Rio - Apontado como um dos responsáveis pelo acidente com a lancha Pimba Pimbinha, que matou o estudante Gabriel Borges Soares, de 16 anos, e provocou a amputação das pernas da professora Andréa Salgado, de 33, o cabo da Marinha Marcos Manoel Correia Cavalcante foi indiciado ontem por homicídio e lesões corporais culposos. Em depoimento ao delegado Antenor Martins Júnior, da 165 Delegacia Policial (Mangaratiba), Cavalcante disse que não estava bêbado e nem acionou nenhum comando da embarcação. A versão é oposta à do piloto da lancha, Armelindo Corrêa de Miranda, indiciado anteriormente, que o acusou de estar embriagado e de ter acelerado o barco por engano.

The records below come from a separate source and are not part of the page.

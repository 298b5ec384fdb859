/// Character controllers: movable boxes that report their position back to
/// scene nodes.

use std::fmt::Debug;
use glam::Vec3;
use crate::error::Result;
use crate::engine_bail;

/// A movable character shape owned by a physics world.
pub trait CharacterController: Debug + Send {
    /// Current center position
    fn position(&self) -> Vec3;

    /// Teleport to `position` (no collision)
    fn set_position(&mut self, position: Vec3);

    /// Move by `displacement` over `dt` seconds and return the displacement
    /// actually applied after collision response.
    fn move_by(&mut self, displacement: Vec3, dt: f32) -> Vec3;
}

/// Box controller creation parameters
#[derive(Debug, Clone, Copy, PartialEq)]
pub struct ControllerDesc {
    /// Initial center position
    pub position: Vec3,
    /// Half size of the box along each axis
    pub half_extents: Vec3,
}

/// Creates controllers for enemies and the player character.
pub trait ControllerFactory {
    fn create_controller(&mut self, desc: &ControllerDesc) -> Result<Box<dyn CharacterController>>;
}

// ===== KINEMATIC IMPLEMENTATION =====

/// Controller without a physics world.
///
/// Moves freely except that the bottom of its box never sinks below the
/// floor height it was created on, which turns a constant downward
/// displacement (gravity) into resting on the ground.
#[derive(Debug, Clone, PartialEq)]
pub struct KinematicController {
    position: Vec3,
    half_extents: Vec3,
    floor: f32,
}

impl KinematicController {
    pub fn new(desc: &ControllerDesc) -> Self {
        Self {
            position: desc.position,
            half_extents: desc.half_extents,
            floor: desc.position.y - desc.half_extents.y,
        }
    }

    pub fn half_extents(&self) -> Vec3 {
        self.half_extents
    }

    /// Lowest y the bottom of the box may reach
    pub fn floor(&self) -> f32 {
        self.floor
    }
}

impl CharacterController for KinematicController {
    fn position(&self) -> Vec3 {
        self.position
    }

    fn set_position(&mut self, position: Vec3) {
        self.position = position;
    }

    fn move_by(&mut self, displacement: Vec3, _dt: f32) -> Vec3 {
        let old = self.position;
        let mut target = old + displacement;
        target.y = target.y.max(self.floor + self.half_extents.y);
        self.position = target;
        target - old
    }
}

/// Factory handing out `KinematicController`s.
#[derive(Debug, Default)]
pub struct KinematicControllerFactory {
    created: usize,
}

impl KinematicControllerFactory {
    pub fn new() -> Self {
        Self::default()
    }

    /// Number of controllers created so far
    pub fn created(&self) -> usize {
        self.created
    }
}

impl ControllerFactory for KinematicControllerFactory {
    fn create_controller(&mut self, desc: &ControllerDesc) -> Result<Box<dyn CharacterController>> {
        if !desc.position.is_finite() || !desc.half_extents.is_finite() || desc.half_extents.min_element() < 0.0 {
            engine_bail!("sns::KinematicControllerFactory", InvalidResource,
                "Invalid controller box at {} with half extents {}", desc.position, desc.half_extents);
        }
        self.created += 1;
        Ok(Box::new(KinematicController::new(desc)))
    }
}

#[cfg(test)]
#[path = "character_controller_tests.rs"]
mod tests;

''Eu indiciei os dois por homicídio e lesões corporais culposos. Estou convencido de que a conduta de ambos contribuiu para o resultado'', afirmou o delegado, ressaltando que a maioria das 15 testemunhas confirma a versão do piloto. ''A prova pericial de que o cabo estava bêbado não pode mais ser produzida, mas há farta prova testemunhal de que ele estava embriagado'', disse Antenor. Outras quatro testemunhas ouvidas ontem confirmaram a versão. Além de Miranda, uma segunda testemunha, que pilotava outro barco, disse ter visto o cabo acionar o acelerador da lancha.

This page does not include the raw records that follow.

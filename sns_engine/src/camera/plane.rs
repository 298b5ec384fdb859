/// Plane: half-space boundary used by the frustum.
///
/// `distance(p) = dot(normal, p) + offset`. Points with a distance >= 0 lie
/// in the inside half-space.

use glam::Vec3;
use crate::error::Result;
use crate::engine_bail;

/// Squared sine of the angle between the two edges below which three points
/// are treated as collinear. Relative, so tiny triangles still qualify.
const COLLINEAR_EPSILON: f32 = 1e-10;

/// Squared length below which a normal is treated as zero.
const DEGENERATE_EPSILON: f32 = 1e-12;

/// A half-space boundary with a unit normal.
#[derive(Debug, Clone, Copy, PartialEq)]
pub struct Plane {
    normal: Vec3,
    offset: f32,
}

impl Plane {
    /// Plane through three points.
    ///
    /// `normal = normalize(cross(c - b, a - b))`, `offset = -dot(normal, b)`.
    /// The operand order fixes the facing: swapping two points flips the
    /// inside half-space.
    ///
    /// # Errors
    ///
    /// `InvalidGeometry` if the points are collinear or coincident, at any
    /// scale.
    pub fn from_three_points(a: Vec3, b: Vec3, c: Vec3) -> Result<Self> {
        let (u, v) = (c - b, a - b);
        let cross = u.cross(v);
        let scale = u.length_squared() * v.length_squared();
        if !cross.is_finite() || scale == 0.0 || cross.length_squared() <= COLLINEAR_EPSILON * scale {
            engine_bail!("sns::Plane", InvalidGeometry,
                "Cannot build a plane from collinear points {} {} {}", a, b, c);
        }
        let normal = cross.normalize();
        Ok(Self { normal, offset: -normal.dot(b) })
    }

    /// Plane with the given normal (normalized here) through `point`.
    ///
    /// # Errors
    ///
    /// `InvalidGeometry` if the normal has zero length.
    pub fn from_normal_and_point(normal: Vec3, point: Vec3) -> Result<Self> {
        if !normal.is_finite() || normal.length_squared() <= DEGENERATE_EPSILON {
            engine_bail!("sns::Plane", InvalidGeometry, "Plane normal {} has zero length", normal);
        }
        let normal = normal.normalize();
        Ok(Self { normal, offset: -normal.dot(point) })
    }

    /// Signed distance from the plane; positive on the inside.
    #[inline]
    pub fn distance(&self, point: Vec3) -> f32 {
        self.normal.dot(point) + self.offset
    }

    /// Same plane with the inside and outside half-spaces swapped.
    pub fn flipped(&self) -> Self {
        Self { normal: -self.normal, offset: -self.offset }
    }

    pub fn normal(&self) -> Vec3 {
        self.normal
    }

    pub fn offset(&self) -> f32 {
        self.offset
    }
}

#[cfg(test)]
#[path = "plane_tests.rs"]
mod tests;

Cavalcante, segundo o delegado, acusou Miranda de ser o responsável pelo acidente por ter abandonado o comando da embarcação. Antenor disse que não mais ouvirá testemunhas e aguarda os laudos periciais para encerrar o inquérito e enviá-lo à Justiça. O acidente aconteceu no dia 25, em Mangaratiba, litoral sul do Estado.
A lancha chocou-se contra um banana boat, atropelando o estudante e a professora. Ontem, Andréa recebeu a visita do secretário de Esportes de São Paulo, o velejador Lars Grael, que teve uma das pernas amputada em 1998, após ter sido atropelado por uma lancha. Ela deve ter alta no sábado do Hospital das Clínicas de Jacarepaguá.